Savory Dinner Includes Unsavory Guests

About a hundred American Muslims attended a State Department dinner hosted by Secretary of State Colin Powell Thursday for the nightly break in the month-long Ramadan fast.

But with the U.S. engaged in a war against terrorists and those who harbor or support them, some observers are questioning whether some on the guest list haven't already bit the hand that feeds them.

Among the more prominent invitees were several Muslim-American leaders who were called upon by President Bush to stand alongside him to show that "Muslim" doesn't mean terrorist.

Several of their comments previous to those meetings, however, can only be defined as distinctly un-American.

For instance, Muzzammil Siddiqi, head of the Islamic Society of North America, has been quoted saying: "The United States of America is directly and indirectly responsible for the plight of the Palestinian people. If you remain on the side of injustice, the wrath of God will come."

The executive director of the American Muslim Council, Abdurahman Alamoudi, who appeared with Bush during a press event to separate Muslims from terrorists, supports two groups named on the State Department's list of terrorist organizations.

During an October 2000 rally outside the White House, Alamoudi was captured yelling: "Hear that Bill Clinton, we are all supporters of Hamas. I wish to add that I am also a supporter of Hezbollah."

Meanwhile, Salaam Al Marayati, director of the Muslim Public Affairs Council, defended Hezbollah's 1983 bombing of the U.S. Marine barracks in Beirut, calling it a "military operation," not a terrorist attack.

Despite the seemingly anti-American bent, communications director of the Council on American-Islamic Relations Ibrahim Hooper said concern about Siddiqi only began after he started appearing alongside the president.

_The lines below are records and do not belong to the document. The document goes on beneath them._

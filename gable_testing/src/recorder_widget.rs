// Copyright 2026 the Gable Authors
// SPDX-License-Identifier: Apache-2.0

//! A widget wrapper recording the calls made on it.

use std::cell::RefCell;
use std::collections::VecDeque;
use std::rc::Rc;

use gable_core::core::{
    DrawList, EventCtx, PaintCtx, PointerEvent, PropertyError, PropertyKind, QueryCtx,
    RadioMember, TextEvent, Update, UpdateCtx, Widget,
};
use gable_core::kurbo::{Point, Size, Vec2};

/// A wrapper widget that records each time one of its methods is called.
///
/// Its intent is to let you observe the methods called on a widget in a test.
///
/// ```
/// use assert_matches::assert_matches;
/// use gable_core::core::{Theme, Update};
/// use gable_core::file::WidgetFactory;
/// use gable_testing::{ModularWidget, Record, Recording, TestHarness, TestWidgetExt};
///
/// let recording = Recording::default();
/// let widget = ModularWidget::new(()).record(&recording);
///
/// let mut harness = TestHarness::create(Theme::new(), WidgetFactory::new());
/// harness.add(widget, "recorded");
/// assert_matches!(recording.next(), Some(Record::U(Update::WidgetAdded)));
/// ```
pub struct Recorder<W> {
    recording: Recording,
    child: W,
}

/// A recording of widget method calls.
///
/// Internally stores a queue of [`Records`](Record).
#[derive(Debug, Clone, Default)]
pub struct Recording(Rc<RefCell<VecDeque<Record>>>);

/// A recording of a method call on a widget.
///
/// Each member of the enum corresponds to one of the methods on `Widget`.
#[derive(Debug, Clone, PartialEq)]
pub enum Record {
    /// Pointer event.
    PE(PointerEvent),
    /// Text event.
    TE(TextEvent),
    /// Update
    U(Update),
    /// Renderer property change.
    PC(String),
    /// Paint.
    Paint,
}

impl Recording {
    /// True if no events have been recorded.
    pub fn is_empty(&self) -> bool {
        self.0.borrow().is_empty()
    }

    /// The number of events in the recording.
    pub fn len(&self) -> usize {
        self.0.borrow().len()
    }

    /// Clear recorded events.
    pub fn clear(&self) {
        self.0.borrow_mut().clear();
    }

    /// Returns the next event in the recording, if one exists.
    ///
    /// This consumes the event.
    pub fn next(&self) -> Option<Record> {
        self.0.borrow_mut().pop_front()
    }

    /// Returns a vec of events drained from the recording.
    pub fn drain(&self) -> Vec<Record> {
        self.0.borrow_mut().drain(..).collect::<Vec<_>>()
    }

    fn push(&self, event: Record) {
        self.0.borrow_mut().push_back(event);
    }
}

impl<W: Widget> Recorder<W> {
    /// Wrap child widget in a Recorder that records all method calls.
    pub fn new(child: W, recording: &Recording) -> Self {
        Self {
            child,
            recording: recording.clone(),
        }
    }
}

impl<W: Widget> Widget for Recorder<W> {
    fn on_pointer_event(&mut self, ctx: &mut EventCtx<'_>, event: &PointerEvent) {
        self.recording.push(Record::PE(event.clone()));
        self.child.on_pointer_event(ctx, event);
    }

    fn on_text_event(&mut self, ctx: &mut EventCtx<'_>, event: &TextEvent) {
        self.recording.push(Record::TE(event.clone()));
        self.child.on_text_event(ctx, event);
    }

    fn update(&mut self, ctx: &mut UpdateCtx<'_>, event: &Update) {
        self.recording.push(Record::U(event.clone()));
        self.child.update(ctx, event);
    }

    fn property_changed(&mut self, ctx: &mut UpdateCtx<'_>, name: &str) {
        self.recording.push(Record::PC(name.to_string()));
        self.child.property_changed(ctx, name);
    }

    fn paint(&self, ctx: &PaintCtx<'_>, scene: &mut DrawList) {
        self.recording.push(Record::Paint);
        self.child.paint(ctx, scene);
    }

    fn hit_test(&self, ctx: &QueryCtx<'_>, pos: Point) -> bool {
        self.child.hit_test(ctx, pos)
    }

    fn full_size(&self, ctx: &QueryCtx<'_>) -> Size {
        self.child.full_size(ctx)
    }

    fn widget_offset(&self, ctx: &QueryCtx<'_>) -> Vec2 {
        self.child.widget_offset(ctx)
    }

    fn accepts_focus(&self) -> bool {
        self.child.accepts_focus()
    }

    fn is_container(&self) -> bool {
        self.child.is_container()
    }

    fn as_radio(&mut self) -> Option<&mut dyn RadioMember> {
        self.child.as_radio()
    }

    fn set_property(
        &mut self,
        ctx: &mut UpdateCtx<'_>,
        name: &str,
        value: &str,
    ) -> Result<bool, PropertyError> {
        self.child.set_property(ctx, name, value)
    }

    fn get_property(&self, ctx: &QueryCtx<'_>, name: &str) -> Option<String> {
        self.child.get_property(ctx, name)
    }

    fn property_list(&self) -> Vec<(&'static str, PropertyKind)> {
        self.child.property_list()
    }

    fn get_debug_text(&self) -> Option<String> {
        self.child.get_debug_text()
    }
}
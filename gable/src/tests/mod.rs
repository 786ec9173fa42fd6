// Copyright 2026 the Gable Authors
// SPDX-License-Identifier: Apache-2.0

//! Tests of the default widgets working together in a `Gui`.

mod radio_groups;
mod routing;
mod themes;
mod widget_files;

use gable_testing::TestHarness;

use crate::default_factory;
use crate::theme::default_theme;

fn harness() -> TestHarness {
    TestHarness::create(default_theme(), default_factory())
}
// Copyright 2026 the Gable Authors
// SPDX-License-Identifier: Apache-2.0

//! Basic types and traits Gable is built on.

mod action;
mod arena;
mod contexts;
mod draw;
mod events;
mod property;
mod renderer;
mod texture;
mod widget;
mod widget_mut;
mod widget_ref;
mod widget_state;

pub use action::{ConnectionId, ErasedAction};
pub use contexts::{EventCtx, MutateCtx, PaintCtx, QueryCtx, UpdateCtx};
pub use draw::{DrawCommand, DrawList, Font};
pub use events::{
    Handled, InputEvent, KeyEvent, PointerButton, PointerEvent, TextEvent, Update,
};
pub use property::{PropertyError, PropertyKind};
pub use renderer::{Outline, PropertyMap, PropertyValue, Renderer, RendererRef, Theme};
pub use texture::{Texture, TextureCache, TextureError};
pub use widget::{AsDynWidget, FromDynWidget, RadioMember, Widget, WidgetId};
pub use widget_mut::{BASE_PROPERTIES, WidgetMut};
pub use widget_ref::WidgetRef;
pub use widget_state::WidgetState;

pub use keyboard_types::{Key, Modifiers};

pub(crate) use arena::{WidgetArena, WidgetNode};
pub(crate) use widget_mut::base_property;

"It's the same with other leaders. It's only when they are seen as having influence in the society that they are attacked," he said.

Hooper also writes off such exclamations as a matter of free speech.

"Every American has the right to be critical of foreign policy, domestic policy. I don't think this is seen as somehow disloyal or, you know, in any way inappropriate."

But Ron Williams, a former Secret Service officer now engaged in counter-terrorism, disagrees, and said such speech is a "subtle subversive subterfuge of our basic freedoms in this country to formulate an Islamic revolution."

In fact, Alamoudi has predicted just that, saying it may take many years, but the United States will become an Islamic nation.